И, как на звук рога, на клич опасности, на крик о помощи идет, поднимая себя, астафьевский Дон Кихот — идет, понимая, что впереди его ждет смерть.
В осенний, полный непроглядной тоски день, шагает он по пустым полям к телятнику, где Венька Фомин запер тугожилинских баб, требуя от них денег на опохмелку. И без формы, без оружия бросается выручать тех баб «герой-детектив».
День этот как две капли воды похож на день, описанный в начале романа. Те же мокрые деревья, те же вороны на ветках. Только теперь это уже не вороны, а «воронье» — не птицы, а как бы души «диаволов» и «бесов», следящие с ненавистью за Сошниным. «Воронье, тяжело громоздящееся на гнущихся вершинах елей, на жердях остожий, черно рассыпавшееся на речном хламе и камешниках, провожало человека досадливым, сытым ворчанием: «И чего шляются? Чего не спится? Мешают жить... » Голые, зябкие ольховники, ивняк по обочинам плешивых полей, по холодом реющей речке, драное лоскутье редких, с осени оставшихся листьев на чаще и продранной шараге, телята, выгнанные на холод, на подкормку, чтоб экономился фураж, просевшие до колен меж кочек в болотины, каменно опустившие головы, недвижные среди остывших полей, кусты мокрого вереска на взгорках, напоминающие потерявших чего-то и уже уставших от поиска согбенных людей, — все-все было полно унылой осенней одинокости, вечной земной покорности долгому непогодью и холодной, пустой поре».
«Несжатая полоса» Некрасова вспоминается, когда читаешь эти строки. Та же печаль осени, и общая печаль жизни, которая навеивается со страниц стихотворения.

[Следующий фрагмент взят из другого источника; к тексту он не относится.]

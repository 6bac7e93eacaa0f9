//! 统一的渲染协作方接口
//!
//! 模拟核心不持有像素数据，只持有图像句柄。窗口创建、贴图解码和
//! 实际绘制都在实现此 trait 的后端中完成。
//!
//! # 设计理念
//!
//! - **抽象化**：隐藏具体图形库的实现细节
//! - **统一接口**：无头运行、测试和真实窗口使用同一套调用
//! - **最小化**：只暴露核心真正需要的三个操作

use std::path::Path;

use crate::core::error::Result;
use crate::core::math::Rect;

/// 图像句柄
///
/// 只记录尺寸和后端内部编号，不包含像素数据。
#[derive(Debug, Clone, Copy, PartialEq, Eq, Hash)]
pub struct ImageHandle {
    /// 后端内部编号
    pub id: u32,

    /// 宽度（像素）
    pub width: u32,

    /// 高度（像素）
    pub height: u32,
}

impl ImageHandle {
    pub fn new(id: u32, width: u32, height: u32) -> Self {
        Self { id, width, height }
    }

    /// 以 (x, y) 为左上角、与图像同尺寸的包围盒
    pub fn rect_at(&self, x: f32, y: f32) -> Rect {
        Rect::new(x, y, self.width as f32, self.height as f32)
    }
}

/// 统一的渲染后端接口
///
/// # 方法说明
///
/// - `load_visual()`: 加载贴图，返回句柄
/// - `compose_transform()`: 对基础图像做旋转 + 缩放，返回新句柄
/// - `present_changed_regions()`: 只刷新发生变化的区域
///
/// # 示例
///
/// ```ignore
/// let mut backend: Box<dyn RenderBackend> = Box::new(HeadlessRenderer::default());
/// let base = backend.load_visual(Path::new("i/Actors/owl.png"))?;
/// let rotated = backend.compose_transform(base, 45.0, 1.5);
/// backend.present_changed_regions(&[base.rect_at(0.0, 0.0)]);
/// ```
pub trait RenderBackend {
    /// 加载贴图
    ///
    /// # 返回值
    ///
    /// - `Ok(handle)`: 加载成功
    /// - `Err(...)`: 贴图不可用，调用方将其视为实体构造失败
    fn load_visual(&mut self, path: &Path) -> Result<ImageHandle>;

    /// 旋转（角度制）并缩放基础图像
    fn compose_transform(&mut self, base: ImageHandle, rotation: f32, scale: f32) -> ImageHandle;

    /// 刷新发生变化的屏幕区域
    fn present_changed_regions(&mut self, regions: &[Rect]);
}
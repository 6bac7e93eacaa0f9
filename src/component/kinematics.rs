//! Kinematics 组件
//!
//! 管理角色四个运动轴 (x, y, z, r) 与缩放的状态和逐帧积分。
//! 每个轴的可调参数都来自属性模板，构造后保存为实例自己的副本，
//! 运行时可以单独修改。

use crate::attribute::ActorTemplate;
use crate::core::math::utils::{apply_friction, clamp};
use crate::core::math::Coord;

/// 闭区间 `[min, max]`
#[derive(Debug, Clone, Copy, PartialEq)]
pub struct Limits {
    pub min: f32,
    pub max: f32,
}

impl Limits {
    pub const fn new(min: f32, max: f32) -> Self {
        Self { min, max }
    }

    /// 上限相对屏幕边缘时，把屏幕尺寸 `extent` 加到上限上
    pub fn extended(&self, extent: f32) -> Limits {
        Limits::new(self.min, self.max + extent)
    }

    pub fn clamp(&self, value: f32) -> f32 {
        clamp(value, self.min, self.max)
    }

    pub fn contains(&self, value: f32) -> bool {
        value >= self.min && value <= self.max
    }
}

/// 屏幕边界
///
/// x/y 的位置上限与销毁上限都相对屏幕右/下边缘。
#[derive(Debug, Clone, Copy, PartialEq)]
pub struct Bounds {
    pub width: f32,
    pub height: f32,
}

impl Bounds {
    pub fn new(width: f32, height: f32) -> Self {
        Self { width, height }
    }
}

/// 单个运动轴
#[derive(Debug, Clone, PartialEq)]
pub struct Axis {
    /// 当前位置（旋转轴为角度）
    pub value: f32,

    /// 当前速度
    pub velocity: f32,

    /// `push` 一次的速度步长
    pub accel: f32,

    /// 速度上下限
    pub speed: Limits,

    /// 每帧摩擦衰减量
    pub friction: f32,

    /// 位置上下限
    pub range: Limits,
}

impl Axis {
    /// 按意图方向加速一次
    ///
    /// 速度未到上限时加一个步长，然后钳制到上限；负方向同理。
    pub fn push(&mut self, intent: f32) {
        if intent > 0.0 && self.velocity < self.speed.max {
            self.velocity = (self.velocity + self.accel).min(self.speed.max);
        } else if intent < 0.0 && self.velocity > self.speed.min {
            self.velocity = (self.velocity - self.accel).max(self.speed.min);
        }
    }

    pub fn apply_friction(&mut self) {
        self.velocity = apply_friction(self.velocity, self.friction);
    }

    pub fn clamp_velocity(&mut self) {
        self.velocity = self.speed.clamp(self.velocity);
    }

    /// 位置积分：先钳制速度，再 `value += external + velocity`，最后钳制位置
    fn integrate(&mut self, external: f32, extent: f32) {
        self.clamp_velocity();
        self.value = self.range.extended(extent).clamp(self.value + external + self.velocity);
    }
}

/// 角色的完整运动状态
#[derive(Debug, Clone, PartialEq)]
pub struct Kinematics {
    pub x: Axis,
    pub y: Axis,
    pub z: Axis,

    /// 旋转轴（角度制）
    pub r: Axis,

    /// 当前缩放
    pub scale: f32,

    /// 缩放上下限
    pub scale_range: Limits,

    // 销毁阈值，与位置上下限相互独立
    pub x_destroy: Limits,
    pub y_destroy: Limits,
    pub z_destroy: Limits,
}

impl Kinematics {
    /// 从模板创建，位置取 `coord`，速度取 `momentum`
    ///
    /// 初始缩放钳制到缩放上下限，初始旋转折算进旋转上下限。
    pub fn from_template(template: &ActorTemplate, coord: Coord, momentum: Coord) -> Self {
        let t = template;
        let rotation_range = Limits::new(t.r_min, t.r_max);
        let scale_range = Limits::new(t.s_min, t.s_max);
        Self {
            x: Axis {
                value: coord.x,
                velocity: momentum.x,
                accel: t.xa,
                speed: Limits::new(t.xs_min, t.xs_max),
                friction: t.x_fric_coef,
                range: Limits::new(t.x_min, t.x_max),
            },
            y: Axis {
                value: coord.y,
                velocity: momentum.y,
                accel: t.ya,
                speed: Limits::new(t.ys_min, t.ys_max),
                friction: t.y_fric_coef,
                range: Limits::new(t.y_min, t.y_max),
            },
            z: Axis {
                value: coord.z,
                velocity: momentum.z,
                accel: t.za,
                speed: Limits::new(t.zs_min, t.zs_max),
                friction: t.z_fric_coef,
                range: Limits::new(t.z_min, t.z_max),
            },
            r: Axis {
                value: normalize_rotation(coord.r, rotation_range),
                velocity: momentum.r,
                accel: t.ra,
                speed: Limits::new(t.rs_min, t.rs_max),
                friction: t.r_fric_coef,
                range: rotation_range,
            },
            scale: scale_range.clamp(t.s),
            scale_range,
            x_destroy: Limits::new(t.x_destroy_min, t.x_destroy_max),
            y_destroy: Limits::new(t.y_destroy_min, t.y_destroy_max),
            z_destroy: Limits::new(t.z_destroy_min, t.z_destroy_max),
        }
    }

    /// 当前坐标 (x, y, z, r)
    pub fn coord(&self) -> Coord {
        Coord::new(self.x.value, self.y.value, self.z.value, self.r.value)
    }

    /// 当前动量 (xs, ys, zs, rs)
    pub fn momentum(&self) -> Coord {
        Coord::new(self.x.velocity, self.y.velocity, self.z.velocity, self.r.velocity)
    }

    /// 按四轴意图各加速一次
    pub fn push(&mut self, intent: Coord) {
        self.x.push(intent.x);
        self.y.push(intent.y);
        self.z.push(intent.z);
        self.r.push(intent.r);
    }

    /// 四个轴的速度同时向零衰减
    pub fn apply_friction(&mut self) {
        self.x.apply_friction();
        self.y.apply_friction();
        self.z.apply_friction();
        self.r.apply_friction();
    }

    /// 位置积分
    ///
    /// # 参数
    /// - `external`: 本帧额外的位移，旋转分量不使用
    /// - `bounds`: 屏幕边界
    pub fn integrate_position(&mut self, external: Coord, bounds: Bounds) {
        self.x.integrate(external.x, bounds.width);
        self.y.integrate(external.y, bounds.height);
        self.z.integrate(external.z, 0.0);
    }

    /// 缩放积分：`scale += zs / 100`，钳制在缩放上下限内
    ///
    /// 缩放已经在范围外时保持不变。
    pub fn integrate_scale(&mut self) {
        if self.scale_range.contains(self.scale) {
            self.scale = self.scale_range.clamp(self.scale + self.z.velocity / 100.0);
        }
    }

    /// 旋转积分
    ///
    /// 钳制角速度后累加，再钳制到旋转上下限；恰好到达任一上下限时归零。
    /// 旋转已经在范围外时保持不变。
    pub fn integrate_rotation(&mut self, external: f32) {
        let range = self.r.range;
        if !range.contains(self.r.value) {
            return;
        }

        self.r.clamp_velocity();
        self.r.value = zero_at_bounds(range.clamp(self.r.value + external + self.r.velocity), range);
    }

    /// 是否有任一轴越过销毁阈值
    pub fn beyond_destroy_threshold(&self, bounds: Bounds) -> bool {
        !self.x_destroy.extended(bounds.width).contains(self.x.value)
            || !self.y_destroy.extended(bounds.height).contains(self.y.value)
            || !self.z_destroy.contains(self.z.value)
    }

    /// 位置归零（旋转与速度保持不变）
    pub fn reset_position(&mut self) {
        self.x.value = 0.0;
        self.y.value = 0.0;
        self.z.value = 0.0;
    }
}

/// 恰好落在任一上下限时归零
fn zero_at_bounds(rotation: f32, range: Limits) -> f32 {
    if rotation == range.min || rotation == range.max {
        0.0
    } else {
        rotation
    }
}

/// 把任意角度放进旋转上下限
///
/// 范围覆盖整圈时按 360° 折算，否则直接钳制。
fn normalize_rotation(rotation: f32, range: Limits) -> f32 {
    let rotation = if range.max - range.min >= 360.0 {
        range.min + (rotation - range.min).rem_euclid(360.0)
    } else {
        rotation
    };
    zero_at_bounds(range.clamp(rotation), range)
}
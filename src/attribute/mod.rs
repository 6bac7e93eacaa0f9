//! 属性模板模块
//!
//! 按整数 id 索引的只读模板存储，以及实体构造时使用的强类型模板。

mod store;
mod template;

pub use store::AttributeStore;
pub use template::{
    ActorKind, ActorTemplate, AttachmentTemplate, LoadoutEntry, TemplateRecord,
    DEFAULT_PROJECTILE_TEMPLATE,
};
impl Actor {
    /// 创建角色
    ///
    /// 读取模板的独立副本，加载贴图，并按模板中的默认挂载表创建附件。
    ///
    /// # 返回值
    ///
    /// 模板缺失、字段不全或贴图不可用时返回错误，角色不会被创建。
    pub fn new(id: ActorId, request: SpawnRequest, assets: &mut Assets<'_>) -> Result<Self> {
        let template = assets.store.actor_template(request.template)?;
        let base_image = assets.visual(&template.image_id)?;

        let attachments = template
            .loadout
            .iter()
            .map(|entry| Attachment::new(entry, assets))
            .collect::<Result<Vec<_>>>()?;

        Ok(Self {
            id,
            index: 0,
            name: request.name,
            template_id: request.template,
            kind: template.kind,
            owner: request.owner,
            kinematics: Kinematics::from_template(&template, request.coord, request.momentum),
            combat: Combat {
                hp: template.hp,
                damage: template.damage,
                damagable: template.damagable,
                primer_ticks: template.primer_ticks,
            },
            engine: Engine::from_template(&template),
            attachments,
            base_image,
            image: base_image,
            rect: base_image.rect_at(request.coord.x, request.coord.y),
        })
    }

    pub fn id(&self) -> ActorId {
        self.id
    }

    pub fn index(&self) -> usize {
        self.index
    }

    pub(crate) fn set_index(&mut self, index: usize) {
        self.index = index;
    }

    pub fn template_id(&self) -> u32 {
        self.template_id
    }

    pub fn kind(&self) -> ActorKind {
        self.kind
    }

    pub fn owner(&self) -> Option<ActorId> {
        self.owner
    }

    /// 碰撞与绘制用的包围盒
    pub fn rect(&self) -> Rect {
        self.rect
    }

    /// 当前显示用图像
    pub fn image(&self) -> ImageHandle {
        self.image
    }

    pub fn attachments(&self) -> &[Attachment] {
        &self.attachments
    }

    pub fn coord(&self) -> Coord {
        self.kinematics.coord()
    }

    pub fn momentum(&self) -> Coord {
        self.kinematics.momentum()
    }

    pub fn hp(&self) -> i32 {
        self.combat.hp
    }

    // ========== 显式操作 ==========

    /// 按四轴意图 (x, y, z, r) 各加速一次
    pub fn move_by(&mut self, intent: Coord) {
        self.kinematics.push(intent);
    }

    /// 沿当前朝向推进
    ///
    /// # 参数
    /// - `direction`: 前进或后退
    /// - `coef`: 推进系数，`None` 时使用模板的 `thrustSpeed`
    pub fn thrust(&mut self, direction: Direction, coef: Option<f32>) {
        let coef = coef.unwrap_or(self.engine.thrust_speed);
        let push = facing(self.kinematics.r.value) * (coef * direction.sign());
        self.kinematics.x.velocity += push.x;
        self.kinematics.y.velocity += push.y;
    }

    pub fn modify_engine_speed(&mut self, direction: Direction) {
        self.engine.modify(direction);
    }

    /// 受到伤害
    ///
    /// # 返回值
    ///
    /// 不可受伤时返回 `false`，生命值不变
    pub fn take_damage(&mut self, amount: i32) -> bool {
        if !self.combat.damagable {
            return false;
        }
        self.combat.hp -= amount;
        sim_debug!("{} taking {} damage, hp: {}", self, amount, self.combat.hp);
        true
    }

    /// 所有武器附件同时开火
    ///
    /// # 返回值
    ///
    /// 开火的武器数量
    pub fn fire(&self, commands: &mut Commands) -> usize {
        let coord = self.kinematics.coord();
        let momentum = Coord { r: 0.0, ..self.kinematics.momentum() };

        let mut fired = 0;
        for attachment in self.attachments.iter().filter(|a| a.is_gun()) {
            attachment.fire(self.id, coord, momentum, commands);
            fired += 1;
        }
        fired
    }

    /// 位置和引擎速度归零
    pub fn reset(&mut self) {
        sim_info!("Reset {}", self);
        self.kinematics.reset_position();
        self.engine.speed = 0.0;
    }

    // ========== 每帧更新 ==========

    /// 执行一帧更新
    ///
    /// # 参数
    /// - `others`: 其余存活角色，用于碰撞检测
    /// - `ctx`: 屏幕边界、渲染协作方与命令缓冲
    pub fn update(&mut self, others: &mut Neighbours<'_>, ctx: &mut FrameContext<'_>) {
        self.detect_collisions(others, ctx.commands);

        if self.should_destroy(ctx.bounds) {
            self.destruct(ctx.commands);
            return;
        }

        self.kinematics.apply_friction();
        self.run_engine();
        self.kinematics.integrate_position(Coord::ZERO, ctx.bounds);
        self.kinematics.integrate_scale();
        self.kinematics.integrate_rotation(0.0);
        self.sync_rect();
        self.update_attachments(ctx.renderer);
        self.refresh_visual(ctx.renderer);
    }

    /// 碰撞检测
    ///
    /// 只有子弹参与。待激活期间每帧减一并跳过；之后对第一个相交、
    /// 不是开火者且本轮未被销毁的其他角色造成伤害，对方受伤时自身生命值减一。
    ///
    /// # 返回值
    ///
    /// 被命中的角色
    pub fn detect_collisions(&mut self, others: &mut Neighbours<'_>, commands: &Commands) -> Option<ActorId> {
        if self.kind != ActorKind::Projectile {
            return None;
        }

        if self.combat.primer_ticks > 0 {
            self.combat.primer_ticks -= 1;
            return None;
        }

        let (id, owner, rect) = (self.id, self.owner, self.rect);
        let target = others.iter_mut().find(|other| {
            other.id != id
                && Some(other.id) != owner
                && !commands.is_removing(other.id)
                && rect.intersects(&other.rect)
        })?;

        sim_debug!("Collision: {} with {}", self, target);
        if target.take_damage(self.combat.damage) {
            self.combat.hp -= 1;
        }
        Some(target.id)
    }

    /// 销毁条件：任一轴越过销毁阈值，或生命值耗尽
    pub fn should_destroy(&self, bounds: Bounds) -> bool {
        self.combat.hp <= 0 || self.kinematics.beyond_destroy_threshold(bounds)
    }

    /// 拆除附件并请求注册表移除自己
    fn destruct(&mut self, commands: &mut Commands) {
        sim_info!("Destroying {} at {:?}", self, self.kinematics.coord());
        self.attachments.clear();
        commands.despawn(self.id);
    }

    fn run_engine(&mut self) {
        if self.engine.speed != 0.0 {
            self.thrust(Direction::Forward, Some(self.engine.speed));
        }
    }

    fn sync_rect(&mut self) {
        self.rect.move_to(self.kinematics.x.value, self.kinematics.y.value);
    }

    fn update_attachments(&mut self, renderer: &mut dyn RenderBackend) {
        if self.attachments.is_empty() {
            return;
        }

        let coord = self.kinematics.coord();
        let mut regions = Vec::with_capacity(self.attachments.len());
        for attachment in &mut self.attachments {
            attachment.refresh_visual(renderer);
            regions.push(attachment.rect(coord));
        }
        renderer.present_changed_regions(&regions);
    }
}
//! Input system for handling keyboard and mouse input
//!
//! The platform layer feeds raw key/button transitions into an [`InputSystem`];
//! once per frame the registry takes an [`InputSnapshot`] and translates it into
//! player [`Command`]s through the fixed [`KeyBindings`] table.

use std::collections::HashSet;
use tracing::debug;

use super::event::{InputEvent, KeyCode, MouseButton};
use super::math::Coord;

/// Signed step direction used by thrust and engine controls
#[derive(Debug, Clone, Copy, PartialEq, Eq)]
pub enum Direction {
    Forward,
    Reverse,
}

impl Direction {
    /// +1.0 for forward, -1.0 for reverse
    pub fn sign(self) -> f32 {
        match self {
            Direction::Forward => 1.0,
            Direction::Reverse => -1.0,
        }
    }
}

/// What the player asked for this frame
#[derive(Debug, Clone, Copy, PartialEq)]
pub enum Command {
    /// Signed per-axis intent (x, y, z, rotation)
    Move(Coord),
    Thrust(Direction),
    Engine(Direction),
    Fire,
    Reset,
    Quit,
}

/// Frame snapshot: keys held right now plus the discrete events since the last snapshot
#[derive(Debug, Clone, Default, PartialEq)]
pub struct InputSnapshot {
    pub pressed: HashSet<KeyCode>,
    pub events: Vec<InputEvent>,
}

impl InputSnapshot {
    /// Snapshot with the given keys held and no events
    pub fn holding(keys: &[KeyCode]) -> Self {
        Self {
            pressed: keys.iter().copied().collect(),
            events: Vec::new(),
        }
    }

    /// Append a discrete event
    pub fn with_event(mut self, event: InputEvent) -> Self {
        self.events.push(event);
        self
    }

    pub fn is_pressed(&self, key: KeyCode) -> bool {
        self.pressed.contains(&key)
    }
}

/// InputSystem accumulates keyboard and mouse state between frames
pub struct InputSystem {
    // Keyboard state
    pressed_keys: HashSet<KeyCode>,

    // Discrete events not yet handed to the simulation
    pending: Vec<InputEvent>,
}

impl InputSystem {
    /// Create a new InputSystem with nothing pressed
    pub fn new() -> Self {
        Self {
            pressed_keys: HashSet::new(),
            pending: Vec::new(),
        }
    }

    /// Process keyboard input event
    pub fn on_key(&mut self, keycode: KeyCode, pressed: bool) {
        if pressed {
            // Key repeat must not queue a second KeyDown
            if self.pressed_keys.insert(keycode) {
                self.pending.push(InputEvent::KeyDown(keycode));
            }
        } else if self.pressed_keys.remove(&keycode) {
            self.pending.push(InputEvent::KeyUp(keycode));
        }
    }

    /// Process mouse button event
    pub fn on_mouse_button(&mut self, button: MouseButton, pressed: bool) {
        let event = if pressed {
            InputEvent::MouseButtonDown(button)
        } else {
            InputEvent::MouseButtonUp(button)
        };
        self.pending.push(event);
    }

    /// The window's close button was clicked
    pub fn on_close_requested(&mut self) {
        debug!("Close requested");
        self.pending.push(InputEvent::Quit);
    }

    /// Take this frame's snapshot, draining the event queue
    pub fn snapshot(&mut self) -> InputSnapshot {
        InputSnapshot {
            pressed: self.pressed_keys.clone(),
            events: std::mem::take(&mut self.pending),
        }
    }
}

impl Default for InputSystem {
    fn default() -> Self {
        Self::new()
    }
}

/// A pair of opposing keys; holding both cancels out
#[derive(Debug, Clone, Copy, PartialEq, Eq)]
pub struct KeyPair {
    pub positive: KeyCode,
    pub negative: KeyCode,
}

impl KeyPair {
    pub const fn new(positive: KeyCode, negative: KeyCode) -> Self {
        Self { positive, negative }
    }

    /// +1, -1, or 0 when neither or both are held
    pub fn axis(&self, input: &InputSnapshot) -> f32 {
        match (input.is_pressed(self.positive), input.is_pressed(self.negative)) {
            (true, false) => 1.0,
            (false, true) => -1.0,
            _ => 0.0,
        }
    }

    fn direction(&self, input: &InputSnapshot) -> Option<Direction> {
        let value = self.axis(input);
        if value > 0.0 {
            Some(Direction::Forward)
        } else if value < 0.0 {
            Some(Direction::Reverse)
        } else {
            None
        }
    }
}

/// Fixed key → intent table
#[derive(Debug, Clone, PartialEq, Eq)]
pub struct KeyBindings {
    pub move_x: KeyPair,
    pub move_y: KeyPair,
    pub move_z: KeyPair,
    pub rotate: KeyPair,
    pub thrust: KeyPair,
    pub engine: KeyPair,
    pub reset: KeyCode,
    pub quit: KeyCode,
}

impl Default for KeyBindings {
    fn default() -> Self {
        Self {
            move_x: KeyPair::new(KeyCode::E, KeyCode::Q),
            // Screen y grows downwards: R climbs, F sinks
            move_y: KeyPair::new(KeyCode::F, KeyCode::R),
            move_z: KeyPair::new(KeyCode::Space, KeyCode::C),
            rotate: KeyPair::new(KeyCode::A, KeyCode::D),
            thrust: KeyPair::new(KeyCode::LShift, KeyCode::LCtrl),
            engine: KeyPair::new(KeyCode::W, KeyCode::S),
            reset: KeyCode::Enter,
            quit: KeyCode::Escape,
        }
    }
}

impl KeyBindings {
    /// Translate one frame of input into player commands
    ///
    /// Held keys produce continuous commands (move, thrust, engine); the
    /// event queue produces one-shot commands (fire, reset, quit) in order.
    pub fn resolve(&self, input: &InputSnapshot) -> Vec<Command> {
        let mut commands = Vec::new();

        let intent = Coord::new(
            self.move_x.axis(input),
            self.move_y.axis(input),
            self.move_z.axis(input),
            self.rotate.axis(input),
        );
        if intent != Coord::ZERO {
            commands.push(Command::Move(intent));
        }

        if let Some(direction) = self.thrust.direction(input) {
            commands.push(Command::Thrust(direction));
        }

        if let Some(direction) = self.engine.direction(input) {
            commands.push(Command::Engine(direction));
        }

        for event in &input.events {
            match *event {
                InputEvent::Quit => commands.push(Command::Quit),
                InputEvent::KeyDown(key) if key == self.quit => commands.push(Command::Quit),
                InputEvent::KeyDown(key) if key == self.reset => commands.push(Command::Reset),
                InputEvent::MouseButtonDown(_) => commands.push(Command::Fire),
                _ => {}
            }
        }

        commands
    }
}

Некрасов и Гоголь часто приходят на ум, когда читаешь Астафьева. И не потому, что в романе есть прямые цитаты из Гоголя, упоминания о тех толкованиях Гоголя, которые даются в институте и школе. В «Печальном детективе» есть даже Бобчинский и Добчинский — два чиновника, которые провожают на вокзале Вейска «значительное лицо» и бегут за увозящим его поездом, как некогда Бобчинский бежал за дрожками Хлестакова. Все это есть, как есть цитаты и из других авторов, из Лермонтова и Гийераги, из Маяковского и советских песен, из кино и теле-шлягеров и поделок масскультуры.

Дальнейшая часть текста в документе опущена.